Cryptology ePrint Archive: Report 2021/796

How Byzantine is a Send Corruption?

Karim Eldefrawy and Julian Loss and Ben Terner

Abstract: Consensus protocols enable $n$ parties, each holding some input string, to agree on a common output even in the presence of corrupted parties. While the problem is well understood in the classic byzantine setting, recent work has pushed to understand the problem when realistic types of failures are considered and a majority of parties may be corrupt. Garay and Perry consider a model with both byzantine and crash faults and develop a corruption-optimal protocol with perfect security tolerating $t_c$ crash faults and $t_b$ byzantine faults for $n>t_c+3t_b$. Follow up work by Zikas, Hauser, and Maurer extends the model by considering receive-corrupt parties that may not receive messages sent to them, and send-corrupt parties whose sent messages may be dropped. Otherwise, receive-corrupt and send-corrupt parties behave honestly and their inputs and outputs are considered by the security definitions. Zikas, Hauser, and Maurer gave a perfectly secure, linear-round protocol for $n > t_r+t_s+3t_b$, where $t_r$ and $t_s$ represent thresholds on the number of parties that are receive- or send-corrupted.
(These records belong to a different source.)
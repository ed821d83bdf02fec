use std::net::ToSocketAddrs;
use std::path::PathBuf;
use std::sync::Arc;
use std::time::Duration;

use async_trait::async_trait;
use chrono::NaiveDate;
use shellcast_core::{GridFile, GridFileName, GridFileState, HorizonCode};
use suppaftp::types::FileType;
use suppaftp::FtpStream;
use tokio::fs;
use tracing::{info, info_span, Instrument};

use crate::cache::GridCache;
use crate::{sha256_hex, write_atomic, StorageError};

/// Remote catalogue of dated grid files.
#[async_trait]
pub trait GridSource: Send + Sync {
    fn describe(&self) -> String;

    async fn open(&self) -> Result<Box<dyn GridSession>, StorageError>;
}

/// One connected session; files are fetched by name.
#[async_trait]
pub trait GridSession: Send {
    async fn fetch(&mut self, file_name: &str) -> Result<Vec<u8>, StorageError>;

    async fn close(self: Box<Self>) -> Result<(), StorageError>;
}

#[derive(Debug, Clone)]
pub struct FtpGridSource {
    pub host: String,
    pub port: u16,
    pub cwd: String,
    pub timeout: Duration,
}

impl FtpGridSource {
    pub fn new(host: impl Into<String>, cwd: impl Into<String>, timeout: Duration) -> Self {
        Self {
            host: host.into(),
            port: 21,
            cwd: cwd.into(),
            timeout,
        }
    }
}

#[async_trait]
impl GridSource for FtpGridSource {
    fn describe(&self) -> String {
        format!("ftp://{}:{}/{}", self.host, self.port, self.cwd)
    }

    async fn open(&self) -> Result<Box<dyn GridSession>, StorageError> {
        let host = self.host.clone();
        let port = self.port;
        let cwd = self.cwd.clone();
        let timeout = self.timeout;

        let stream = run_blocking(timeout, "connect", move || {
            let addr = (host.as_str(), port)
                .to_socket_addrs()
                .map_err(|err| format!("resolving {host}: {err}"))?
                .next()
                .ok_or_else(|| format!("no address for {host}"))?;
            let mut stream = FtpStream::connect_timeout(addr, timeout).map_err(|e| e.to_string())?;
            stream
                .get_ref()
                .set_read_timeout(Some(timeout))
                .map_err(|e| e.to_string())?;
            stream
                .get_ref()
                .set_write_timeout(Some(timeout))
                .map_err(|e| e.to_string())?;
            stream
                .login("anonymous", "anonymous")
                .map_err(|e| e.to_string())?;
            stream.cwd(&cwd).map_err(|e| e.to_string())?;
            stream
                .transfer_type(FileType::Binary)
                .map_err(|e| e.to_string())?;
            Ok(stream)
        })
        .await
        .map_err(StorageError::Session)?;

        Ok(Box::new(FtpGridSession {
            stream: Some(stream),
            timeout,
        }))
    }
}

struct FtpGridSession {
    stream: Option<FtpStream>,
    timeout: Duration,
}

#[async_trait]
impl GridSession for FtpGridSession {
    async fn fetch(&mut self, file_name: &str) -> Result<Vec<u8>, StorageError> {
        let mut stream = self
            .stream
            .take()
            .ok_or_else(|| StorageError::Session("ftp session already failed".to_string()))?;
        let name = file_name.to_string();
        let (stream, bytes) = run_blocking(self.timeout, "retr", move || {
            let cursor = stream.retr_as_buffer(&name).map_err(|e| e.to_string())?;
            Ok((stream, cursor.into_inner()))
        })
        .await
        .map_err(|message| StorageError::Transfer {
            file: file_name.to_string(),
            message,
        })?;
        self.stream = Some(stream);
        Ok(bytes)
    }

    async fn close(mut self: Box<Self>) -> Result<(), StorageError> {
        let Some(mut stream) = self.stream.take() else {
            return Ok(());
        };
        run_blocking(self.timeout, "quit", move || {
            stream.quit().map_err(|e| e.to_string())
        })
        .await
        .map_err(StorageError::Session)
    }
}

async fn run_blocking<T, F>(timeout: Duration, op: &'static str, f: F) -> Result<T, String>
where
    T: Send + 'static,
    F: FnOnce() -> Result<T, String> + Send + 'static,
{
    match tokio::time::timeout(timeout, tokio::task::spawn_blocking(f)).await {
        Ok(Ok(result)) => result,
        Ok(Err(join)) => Err(format!("ftp {op} task failed: {join}")),
        Err(_) => Err(format!("ftp {op} timed out after {}s", timeout.as_secs())),
    }
}

/// Local mirror of the remote catalogue.
#[derive(Debug, Clone)]
pub struct DirectoryGridSource {
    pub dir: PathBuf,
}

impl DirectoryGridSource {
    pub fn new(dir: impl Into<PathBuf>) -> Self {
        Self { dir: dir.into() }
    }
}

#[async_trait]
impl GridSource for DirectoryGridSource {
    fn describe(&self) -> String {
        format!("dir://{}", self.dir.display())
    }

    async fn open(&self) -> Result<Box<dyn GridSession>, StorageError> {
        if !fs::try_exists(&self.dir)
            .await
            .map_err(StorageError::io("checking", &self.dir))?
        {
            return Err(StorageError::Session(format!(
                "mirror directory {} does not exist",
                self.dir.display()
            )));
        }
        Ok(Box::new(DirectoryGridSession {
            dir: self.dir.clone(),
        }))
    }
}

struct DirectoryGridSession {
    dir: PathBuf,
}

#[async_trait]
impl GridSession for DirectoryGridSession {
    async fn fetch(&mut self, file_name: &str) -> Result<Vec<u8>, StorageError> {
        fs::read(self.dir.join(file_name))
            .await
            .map_err(|err| StorageError::Transfer {
                file: file_name.to_string(),
                message: err.to_string(),
            })
    }

    async fn close(self: Box<Self>) -> Result<(), StorageError> {
        Ok(())
    }
}

/// File-name template for one product: prefix, model run hour, horizon codes.
#[derive(Debug, Clone)]
pub struct GridTemplate {
    pub prefix: String,
    pub run_hour: u8,
    pub horizons: Vec<HorizonCode>,
}

impl GridTemplate {
    pub fn expected(&self, date: NaiveDate) -> Vec<GridFileName> {
        self.horizons
            .iter()
            .map(|h| GridFileName::new(self.prefix.clone(), date, self.run_hour, *h))
            .collect()
    }
}

pub struct GridAcquisition {
    source: Arc<dyn GridSource>,
    cache: GridCache,
    template: GridTemplate,
}

impl GridAcquisition {
    pub fn new(source: Arc<dyn GridSource>, cache: GridCache, template: GridTemplate) -> Self {
        Self {
            source,
            cache,
            template,
        }
    }

    pub fn expected_files(&self, date: NaiveDate) -> Vec<GridFileName> {
        self.template.expected(date)
    }

    /// Expected files absent from the cache, marked `Missing`.
    pub async fn files_to_download(&self, expected: &[GridFileName]) -> Result<Vec<GridFile>, StorageError> {
        let mut missing = Vec::new();
        for name in expected {
            let file_name = name.file_name();
            if !self.cache.contains(&file_name).await? {
                missing.push(GridFile {
                    local_path: self.cache.path_for(&file_name),
                    name: name.clone(),
                    state: GridFileState::Missing,
                });
            }
        }
        if missing.is_empty() {
            info!("no data to download");
        }
        Ok(missing)
    }

    /// Fetch every file over a single session. The first failure aborts.
    pub async fn download(&self, files: &[GridFile]) -> Result<Vec<GridFile>, StorageError> {
        if files.is_empty() {
            return Ok(Vec::new());
        }

        let span = info_span!("grid_download", source = %self.source.describe(), files = files.len());
        async {
            let mut session = self.source.open().await?;
            let mut downloaded = Vec::with_capacity(files.len());
            for file in files {
                let name = file.name.file_name();
                let bytes = match session.fetch(&name).await {
                    Ok(bytes) => bytes,
                    Err(err) => {
                        let _ = session.close().await;
                        return Err(err);
                    }
                };
                if let Err(err) = write_atomic(&file.local_path, &bytes).await {
                    let _ = session.close().await;
                    return Err(err);
                }
                let sha256 = sha256_hex(&bytes);
                info!(file = %name, bytes = bytes.len(), %sha256, "downloaded grid file");
                downloaded.push(GridFile {
                    state: GridFileState::Downloaded,
                    ..file.clone()
                });
            }
            session.close().await?;
            Ok(downloaded)
        }
        .instrument(span)
        .await
    }
}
In this paper we ask ``what are optimal thresholds in the cryptographic setting that can be tolerated with such mixes of corruptions and faults?" We develop an expected-constant round protocol tolerating $n > t_r+2t_s+2t_b$. We are unable to prove optimality of our protocol's corruption budget in the general case; however, when we constrain the adversary to either drop all or none of a sender's messages in a round, we prove our protocol achieves an optimal threshold of $n > t_r+t_s+2t_b$. We denote this weakening of a send corruption a \emph{spotty send corruption}.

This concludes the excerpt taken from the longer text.